Question

A volume of 25.06 ± 0.06 mL of HNO3 solution was required for complete reaction with 0.9781 ± 0.0007 g of Na2CO3, (FM 105.988 ± 0.001). Find the molarity of the HNO3 and its absolute uncertainty.

Answer 1

Reaction:Na2CO3+2HNO3=2NaNO3+CO2+H2O

Mass of Na2CO3 reacted=0.9781 ± 0.000g

Moles of Na2CO3 reacted=0.9781 ± 0.000g/molar mass of Na2CO3

molar mass of Na2CO3=23*2+12+16*3=105.988 +/-0.001 g/mol

Moles of Na2CO3 reacted=0.9781 ± 0.0007g/(105.988 +/-0.001 g/mol)

Using rule for propagation of errors of multiplication/division,

R=X/Y

∆R=lRl*[(∆X/X)^2+(∆Y/Y)^2]^1/2

∆R=0.00923*[(0.0007/0.9781)^2+(0.001/105.988)^2]^1/2=0.00923*[0.000000511+0.000000000088]^1/2=0.0000066

Moles of Na2CO3 reacted=(0.9781/105.988) =0.00923 +/- 0.0000066 moles

As 1 mole Na2CO3 reacts with 2 moles of HNO3

So 0.00923 +/- 0.0000066 moles of Na2CO3 reacts with 2 *(0.00923 +/- 0.0000066) moles of HNO3=0.0184+/-0.0000132 moles

Molarity of HNO3=moles/volume=(0.0184+/-0.0000132 moles)/( 25.06 ± 0.06 mL)

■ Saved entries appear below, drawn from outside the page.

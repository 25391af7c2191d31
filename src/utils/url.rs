use base64::{prelude::BASE64_STANDARD, Engine};
use percent_encoding::{percent_decode_str, utf8_percent_encode, AsciiSet, CONTROLS};
use url::Url;

use crate::core::{detect_media_type, is_plaintext_media_type};

/// Characters that cannot appear literally in a relative reference to an extracted file
const LOCAL_REFERENCE: &AsciiSet = &CONTROLS
    .add(b' ')
    .add(b'"')
    .add(b'#')
    .add(b'%')
    .add(b'<')
    .add(b'>')
    .add(b'?')
    .add(b'`');

/// Decoded contents of a `data:` URL
#[derive(Clone, Debug, PartialEq, Eq)]
pub struct DataUrl {
    pub media_type: String,
    pub charset: String,
    pub data: Vec<u8>,
}

/// Builds a base64 `data:` URL
///
/// An empty `media_type` is sniffed from `data`, then from the file name in `url`.
/// `charset` is only kept for plaintext media types.
pub fn create_data_url(media_type: &str, charset: &str, data: &[u8], url: &str) -> String {
    let media_type: String = if media_type.is_empty() {
        detect_media_type(data, url)
    } else {
        media_type.to_string()
    };

    let charset: String = if !charset.is_empty() && is_plaintext_media_type(&media_type) {
        format!(";charset={}", charset)
    } else {
        String::new()
    };

    format!(
        "data:{}{};base64,{}",
        media_type,
        charset,
        BASE64_STANDARD.encode(data)
    )
}

pub fn is_data_url(url: &str) -> bool {
    url.get(..5)
        .map_or(false, |scheme| scheme.eq_ignore_ascii_case("data:"))
}

/// Parses a `data:` URL, base64 or percent-encoded
pub fn parse_data_url(url: &str) -> Option<DataUrl> {
    if !is_data_url(url) {
        return None;
    }

    let (header, payload) = url[5..].split_once(',')?;
    let mut params = header.split(';');
    let mut media_type = params.next().unwrap_or_default().trim().to_lowercase();
    let mut charset = String::new();
    let mut is_base64 = false;

    for param in params {
        let param = param.trim();
        if param.eq_ignore_ascii_case("base64") {
            is_base64 = true;
        } else if let Some(value) = param.strip_prefix("charset=") {
            charset = value.to_string();
        }
    }

    if media_type.is_empty() {
        media_type = "text/plain".to_string();
    }

    let payload: Vec<u8> = percent_decode_str(payload).collect();
    let data = if is_base64 {
        BASE64_STANDARD.decode(&payload).ok()?
    } else {
        payload
    };

    Some(DataUrl {
        media_type,
        charset,
        data,
    })
}

/// Last path segment of `url`, still percent-encoded, without query or fragment
pub fn url_file_name(url: &str) -> String {
    let path = match Url::parse(url) {
        Ok(parsed) => parsed.path().to_string(),
        Err(_) => url.split(['?', '#']).next().unwrap_or_default().to_string(),
    };

    path.rsplit('/').next().unwrap_or_default().to_string()
}

/// Makes a relative file path safe to use as a URL reference
pub fn encode_local_reference(path: &str) -> String {
    path.split('/')
        .map(|segment| utf8_percent_encode(segment, LOCAL_REFERENCE).to_string())
        .collect::<Vec<String>>()
        .join("/")
}
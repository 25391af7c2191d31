use std::collections::{HashMap, HashSet};

use crate::archive::{ArchiveRef, Resource};
use crate::core::extension_for_media_type;
use crate::utils::url::{is_data_url, url_file_name};

/// Characters replaced in local file names
const UNSAFE_CHARACTERS: &[char] = &['%', '<', '>', ':', '"', '/', '\\', '|', '?', '*'];
/// Reserved DOS device names
const DEVICE_NAMES: &[&str] = &["con", "prn", "aux", "nul"];

/// File names chosen for the resources of one archive
///
/// Each URL receives a single name; later resources with the same URL share it.
#[derive(Debug, Default)]
pub struct LocalNames {
    by_url: HashMap<String, String>,
    // Lower-cased, so names stay distinct on case-insensitive file systems
    taken: HashSet<String>,
}

impl LocalNames {
    /// Names the main resource, subresources and subframe main resources, in that order
    pub fn for_archive(archive: ArchiveRef<'_>) -> LocalNames {
        let mut names = LocalNames::default();

        if let Some(main) = archive.main_resource() {
            names.allocate(main);
        }
        for resource in archive.subresources() {
            names.allocate(resource);
        }
        for subframe in archive.subframe_archives() {
            if let Some(main) = subframe.main_resource() {
                names.allocate(main);
            }
        }

        names
    }

    pub fn allocate(&mut self, resource: &Resource) -> &str {
        let url = resource.url();
        if !self.by_url.contains_key(url) {
            let name = self.unique_name(resource);
            self.taken.insert(name.to_lowercase());
            self.by_url.insert(url.to_string(), name);
        }

        &self.by_url[url]
    }

    pub fn get(&self, url: &str) -> Option<&str> {
        self.by_url.get(url).map(String::as_str)
    }

    pub fn len(&self) -> usize {
        self.by_url.len()
    }

    pub fn is_empty(&self) -> bool {
        self.by_url.is_empty()
    }

    fn unique_name(&self, resource: &Resource) -> String {
        let stem = file_stem(resource.url());
        let extension = extension_for_media_type(resource.mime_type()).unwrap_or_default();

        let mut name = format!("{}{}", stem, extension);
        let mut copy = 1;
        while self.taken.contains(&name.to_lowercase()) {
            copy += 1;
            name = format!("{}.{}{}", stem, copy, extension);
        }

        name
    }
}

/// Sanitized base name for a resource URL, extension removed
pub fn file_stem(url: &str) -> String {
    let stem = if is_data_url(url) {
        "data_url".to_string()
    } else {
        strip_extension(&url_file_name(url)).to_string()
    };

    let mut stem: String = stem
        .chars()
        .map(|c| if UNSAFE_CHARACTERS.contains(&c) { '_' } else { c })
        .collect();

    if stem.is_empty() {
        stem = "blank_url".to_string();
    }
    if is_device_name(&stem) {
        stem.push('_');
    }

    stem
}

/// `name` without its last extension; leading dots do not start one
fn strip_extension(name: &str) -> &str {
    let trimmed = name.trim_start_matches('.');
    let leading = name.len() - trimmed.len();

    match trimmed.rfind('.') {
        Some(index) => &name[..leading + index],
        None => name,
    }
}

fn is_device_name(stem: &str) -> bool {
    let lowercased = stem.to_ascii_lowercase();
    if DEVICE_NAMES.contains(&lowercased.as_str()) {
        return true;
    }

    let bytes = lowercased.as_bytes();
    bytes.len() == 4
        && (lowercased.starts_with("com") || lowercased.starts_with("lpt"))
        && bytes[3].is_ascii_digit()
}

Using rule for propagation of errors of multiplication/division,

R=X/Y

∆R=lRl*[(∆X/X)^2+(∆Y/Y)^2]^1/2

Molarity of HNO3=moles/volume=(0.0184+/-0.0000132 moles)/( 25.06 ± 0.06 mL)=0.000734+/- ∆M

∆M=0.000734*[(0.0000132/0.0184)^2+(0.06/25.06)^2]^1/2=0.000734[0.00000052+0.0000057]^1/2

=0.00000183

Molarity of HNO3=0.000734+/- 0.00000183 mol/ml * 1000 ml/L=(0.000734*1000)+/- (0.00000183*1000)=0.734*0.00183 mol/L=0.734*0.00183M(answer)